Spider vs Bees


Originally published at: http://boingboing.net/2016/11/28/spider-vs-bees.html



And another spider meets it’s well deserved end.


That poor spider. I understand why it acted the way it did, though. I get skittish around bees too.


Holy crap, what a horrible way to die.

And yes, I’m triggered a little from being stung by a nest full of bees in Florida when I was 12 (at 1:45 I realized my whole body was clenching).


Is the spider detected when it becomes skittish, or does the spider become skittish after it knows its been detected?


Do spiders have adrenaline?


I don’t know if it’s adrenaline, but supposedly they have a heightened awareness.


The spider dropped that one bee . . . disappointed it wasn’t filled with delicious honey as the name seems to advertise.


The spider in this clip is a female Dolomedes tenebrosus, a common fishing spider found throughout northeastern North America. I see them all the time in Wisconsin. The largest one I’ve ever seen was at least 10cm wide from leg tip to leg tip. Its body was roughly the size of a field mouse. Females are about 50% larger than males.

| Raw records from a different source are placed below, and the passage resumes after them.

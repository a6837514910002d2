use crate::notice::Notice;
use serde::{Deserialize, Serialize};
use std::{fmt, str::FromStr};

#[derive(Debug, Clone, Copy, PartialEq, Eq, Hash)]
pub enum Capability {
    /// Change site-wide settings and manage the notice list.
    ManageOptions,
    EditPosts,
    EditOthersPosts,
    Read,
}

#[derive(Debug, Clone, Copy, PartialEq, Eq, Serialize, Deserialize)]
#[serde(rename_all = "lowercase")]
pub enum Role {
    Administrator,
    Editor,
    Author,
    Subscriber,
}

impl Role {
    pub fn capabilities(self) -> &'static [Capability] {
        use Capability::*;
        match self {
            Role::Administrator => &[ManageOptions, EditPosts, EditOthersPosts, Read],
            Role::Editor => &[EditPosts, EditOthersPosts, Read],
            Role::Author => &[EditPosts, Read],
            Role::Subscriber => &[Read],
        }
    }

    pub fn has(self, cap: Capability) -> bool {
        self.capabilities().contains(&cap)
    }
}

impl fmt::Display for Role {
    fn fmt(&self, f: &mut fmt::Formatter<'_>) -> fmt::Result {
        let s = match self {
            Role::Administrator => "administrator",
            Role::Editor => "editor",
            Role::Author => "author",
            Role::Subscriber => "subscriber",
        };
        f.write_str(s)
    }
}

impl FromStr for Role {
    type Err = String;

    fn from_str(s: &str) -> Result<Self, Self::Err> {
        match s.trim().to_ascii_lowercase().as_str() {
            "administrator" | "admin" => Ok(Role::Administrator),
            "editor" => Ok(Role::Editor),
            "author" => Ok(Role::Author),
            "subscriber" => Ok(Role::Subscriber),
            other => Err(format!("unknown role: {other}")),
        }
    }
}

/// Permission checks consulted before rendering privileged affordances.
pub trait AccessControl: Send + Sync {
    fn can(&self, cap: Capability) -> bool;

    /// Object-level check for a specific notice.
    fn can_edit_notice(&self, notice: &Notice) -> bool;
}

/// An authenticated user.
#[derive(Debug, Clone, PartialEq, Eq)]
pub struct Viewer {
    pub name: String,
    pub role: Role,
}

impl Viewer {
    pub fn new(name: impl Into<String>, role: Role) -> Self {
        Self {
            name: name.into(),
            role,
        }
    }
}

impl AccessControl for Viewer {
    fn can(&self, cap: Capability) -> bool {
        self.role.has(cap)
    }

    fn can_edit_notice(&self, notice: &Notice) -> bool {
        self.can(Capability::EditOthersPosts)
            || (self.can(Capability::EditPosts) && notice.author == self.name)
    }
}

/// Public visitor: no capabilities at all.
#[derive(Debug, Clone, Copy, Default)]
pub struct Anonymous;

impl AccessControl for Anonymous {
    fn can(&self, _cap: Capability) -> bool {
        false
    }

    fn can_edit_notice(&self, _notice: &Notice) -> bool {
        false
    }
}

#[cfg(test)]
mod tests {
    use super::*;
    use crate::notice::NoticeDraft;
    use chrono::Utc;

    fn notice_by(author: &str) -> Notice {
        Notice::new(
            NoticeDraft {
                title: "t".into(),
                body: String::new(),
            },
            author,
            Utc::now(),
        )
    }

    #[test]
    fn role_capabilities() {
        assert!(Role::Administrator.has(Capability::ManageOptions));
        assert!(!Role::Editor.has(Capability::ManageOptions));
        assert!(Role::Author.has(Capability::EditPosts));
        assert!(!Role::Subscriber.has(Capability::EditPosts));
    }

    #[test]
    fn authors_edit_only_their_own_notices() {
        let author = Viewer::new("sam", Role::Author);
        assert!(author.can_edit_notice(&notice_by("sam")));
        assert!(!author.can_edit_notice(&notice_by("alex")));

        let editor = Viewer::new("kim", Role::Editor);
        assert!(editor.can_edit_notice(&notice_by("alex")));

        let subscriber = Viewer::new("sam", Role::Subscriber);
        assert!(!subscriber.can_edit_notice(&notice_by("sam")));
    }

    #[test]
    fn anonymous_has_nothing() {
        assert!(!Anonymous.can(Capability::Read));
        assert!(!Anonymous.can_edit_notice(&notice_by("x")));
    }

    #[test]
    fn roles_parse() {
        assert_eq!("Admin".parse::<Role>(), Ok(Role::Administrator));
        assert_eq!("editor".parse::<Role>(), Ok(Role::Editor));
        assert!("root".parse::<Role>().is_err());
    }
}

Many years ago, my brother-in-law and I were swimming in our lake and we decided to dive under the raft we have anchored about 30 yards from shore. The raft is on pontoons so we could easily surface underneath it. That turned out to be a big mistake. There were dozens - maybe hundreds - of these spiders covering the underside of the raft. I still get the willies when I think about it.


I was rooting for the bees. IIRC this is why spiders leave ants alone. Swarm/hive insects are not match against a lone predator.

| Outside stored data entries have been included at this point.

//! Migration executor: applies a preview's candidates as grouped bulk updates.

use std::collections::{BTreeMap, HashMap};
use std::sync::Arc;
use std::time::Instant;

use chrono::Utc;
use igov_adapters::StrategyRegistry;
use igov_core::{ExecutionKind, ExecutionOutcome, ExecutionResult, FailureRecord, PreviewJob};
use igov_storage::{
    execution_report_name, suffixed_name, DocumentStore, ReportStore, UpdateOperation,
};
use serde::Serialize;
use tracing::{info, info_span, warn, Instrument};

use crate::alert::{
    build_notification, dispatch_alert, evaluate_alert, AlertDecision, AlertThresholds,
};
use crate::jobs::JobStore;
use crate::scan::Scanner;
use crate::sinks::{MetricsSink, NotificationSink, CANDIDATES_COUNTER, REMAINING_GAUGE};

const METRIC_ORIGIN: &str = "backend";
const REPORT_NAME_ATTEMPTS: usize = 16;

/// Audit report body: the execution result plus the alert evaluation.
#[derive(Serialize)]
#[serde(rename_all = "camelCase")]
struct ExecutionReport<'a> {
    #[serde(flatten)]
    result: &'a ExecutionResult,
    alert: &'a AlertDecision,
}

pub struct Executor {
    store: Arc<dyn DocumentStore>,
    registry: Arc<StrategyRegistry>,
    jobs: Arc<dyn JobStore>,
    scanner: Arc<Scanner>,
    reports: ReportStore,
    metrics: Arc<dyn MetricsSink>,
    notifier: Arc<dyn NotificationSink>,
    thresholds: AlertThresholds,
}

impl Executor {
    #[allow(clippy::too_many_arguments)]
    pub fn new(
        store: Arc<dyn DocumentStore>,
        registry: Arc<StrategyRegistry>,
        jobs: Arc<dyn JobStore>,
        scanner: Arc<Scanner>,
        reports: ReportStore,
        metrics: Arc<dyn MetricsSink>,
        notifier: Arc<dyn NotificationSink>,
        thresholds: AlertThresholds,
    ) -> Self {
        Self {
            store,
            registry,
            jobs,
            scanner,
            reports,
            metrics,
            notifier,
            thresholds,
        }
    }

    /// Executes the stored preview `job_id`, or, when it is missing or expired,
    /// rescans with `rescan_limit`, stores the rescan under a new id and executes that.
    ///
    /// The rescan path may write changes the caller never previewed; the returned
    /// `kind` tells the two apart.
    pub async fn execute_or_rescan(
        &self,
        job_id: Option<&str>,
        rescan_limit: usize,
    ) -> ExecutionOutcome {
        if let Some(id) = job_id {
            if let Some(job) = self.jobs.get(id).await {
                let result = self.execute_job(&job).await;
                return ExecutionOutcome {
                    kind: ExecutionKind::Executed,
                    requested_job_id: Some(id.to_string()),
                    job_id: job.job_id.clone(),
                    result,
                };
            }
        }

        warn!(
            requested_job_id = job_id.unwrap_or("<none>"),
            rescan_limit,
            "preview job missing or expired; rescanning before execute"
        );
        let fresh = self.scanner.scan(rescan_limit).await;
        let job = self.jobs.put(fresh).await;
        let result = self.execute_job(&job).await;
        ExecutionOutcome {
            kind: ExecutionKind::Rescanned,
            requested_job_id: job_id.map(str::to_string),
            job_id: job.job_id.clone(),
            result,
        }
    }

    /// Applies exactly the candidates of `job`. Never fails: build errors land in
    /// `failures`, store errors only lower `updated_count`, and report/alert
    /// side effects are surfaced as flags.
    pub async fn execute_job(&self, job: &PreviewJob) -> ExecutionResult {
        let span = info_span!("execute_job", job_id = %job.job_id);
        async {
            let mut failures = Vec::new();
            let mut grouped: HashMap<String, Vec<UpdateOperation>> = HashMap::new();

            for candidate in &job.result.sample_changes {
                match self.registry.build_operation(candidate) {
                    Ok(op) => grouped
                        .entry(candidate.reference.entity_kind.clone())
                        .or_default()
                        .push(op),
                    Err(err) => failures.push(FailureRecord {
                        entity_kind: candidate.reference.entity_kind.clone(),
                        document_id: candidate.reference.document_id.clone(),
                        field_path: candidate.reference.field_path.clone(),
                        error_message: err.to_string(),
                    }),
                }
            }

            let mut updated_count = 0usize;
            let mut model_durations_ms = BTreeMap::new();
            for descriptor in self.registry.descriptors() {
                let Some(ops) = grouped.remove(descriptor.entity_kind) else {
                    continue;
                };
                let op_count = ops.len();
                let started = Instant::now();
                match self.store.bulk_update(descriptor.collection, ops).await {
                    Ok(summary) => {
                        updated_count += summary.modified.min(op_count);
                        if !summary.failures.is_empty() {
                            warn!(
                                entity_kind = descriptor.entity_kind,
                                failed = summary.failures.len(),
                                "bulk update finished with per-operation failures"
                            );
                        }
                    }
                    Err(err) => warn!(
                        entity_kind = descriptor.entity_kind,
                        error = %err,
                        "bulk update batch failed"
                    ),
                }
                model_durations_ms.insert(
                    descriptor.entity_kind.to_string(),
                    started.elapsed().as_millis() as u64,
                );
            }

            self.record_metrics(job);

            let mut result = ExecutionResult {
                job_id: job.job_id.clone(),
                preview: job.result.clone(),
                updated_count,
                failed_count: failures.len(),
                failures,
                report_file: None,
                model_durations_ms,
                remaining_computed: false,
                report_persisted: false,
                alert_dispatched: false,
            };

            let decision = evaluate_alert(&result.preview.summary, &self.thresholds);
            self.persist_report(&mut result, &decision).await;

            if decision.fire {
                let notification = build_notification(
                    &decision,
                    &result.preview.summary,
                    &result.job_id,
                    result.report_file.as_deref(),
                );
                result.alert_dispatched =
                    dispatch_alert(self.notifier.as_ref(), &notification).await;
            }

            info!(
                candidates = result.preview.summary.total_candidates,
                updated = result.updated_count,
                failed = result.failed_count,
                report_persisted = result.report_persisted,
                alert_fired = decision.fire,
                "image url migration executed"
            );
            result
        }
        .instrument(span)
        .await
    }

    fn record_metrics(&self, job: &PreviewJob) {
        for candidate in &job.result.sample_changes {
            let labels = vec![
                ("origin", METRIC_ORIGIN.to_string()),
                ("reason_code", candidate.outcome.reason_code.to_string()),
                ("entity_kind", candidate.reference.entity_kind.clone()),
            ];
            self.metrics.increment_counter(CANDIDATES_COUNTER, &labels, 1);
        }
        // Outstanding counts are not computed here; the gauge is pinned to 0.
        for descriptor in self.registry.descriptors() {
            let labels = vec![
                ("origin", METRIC_ORIGIN.to_string()),
                ("type", "remaining".to_string()),
                ("entity_kind", descriptor.entity_kind.to_string()),
            ];
            self.metrics.set_gauge(REMAINING_GAUGE, &labels, 0.0);
        }
    }

    /// Reports sharing a timestamp get a numeric suffix; an existing report is never replaced.
    async fn persist_report(&self, result: &mut ExecutionResult, decision: &AlertDecision) {
        let base = execution_report_name(Utc::now());
        for attempt in 0..REPORT_NAME_ATTEMPTS {
            let file_name = suffixed_name(&base, attempt);
            let path = self.reports.root().join(&file_name);
            result.report_file = Some(path.display().to_string());
            result.report_persisted = true;

            let report = ExecutionReport {
                result: &*result,
                alert: decision,
            };
            match self.reports.create_json(&file_name, &report).await {
                Ok(Some(stored)) => {
                    info!(
                        path = %stored.absolute_path.display(),
                        bytes = stored.byte_size,
                        "execution report written"
                    );
                    return;
                }
                Ok(None) => continue,
                Err(err) => {
                    warn!(error = %format!("{err:#}"), "failed to write execution report");
                    result.report_file = None;
                    result.report_persisted = false;
                    return;
                }
            }
        }
        warn!(base = %base, "no free execution report name");
        result.report_file = None;
        result.report_persisted = false;
    }
}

It makes me wonder about the evolutionary risk/reward ratio, since the risk of being swarmed seems very high. Why would the spider go for bees instead of, I dunno, hanging out by a dog poop and picking off harmless flies?

I’ve often seen these spiders (or a related species) hanging out on the banks of cobble streams. They can dart in and out of the rocks and pick off emerging insects (esp. dragonflies).


Maybe spiders are just not that smart. Or their spider mommy never told him/her to never fuck with bees.


Gah! Now I have the willies too, imagining this happening. Did you notice them right away or did it take a bit for your eyes to adjust to the light under the raft?


I would think no, after all, spiders are mostly nerve and electricity.



Well, that takes care of my nightmares for the next week.


Couldn’t help getting flashbacks:


Whatever happened to that whole “bees can sting once, then they die” thing? Was that just a myth, or did half the hive commit suicide to take out this one spider?


Bees will win every single time. Save the Bees!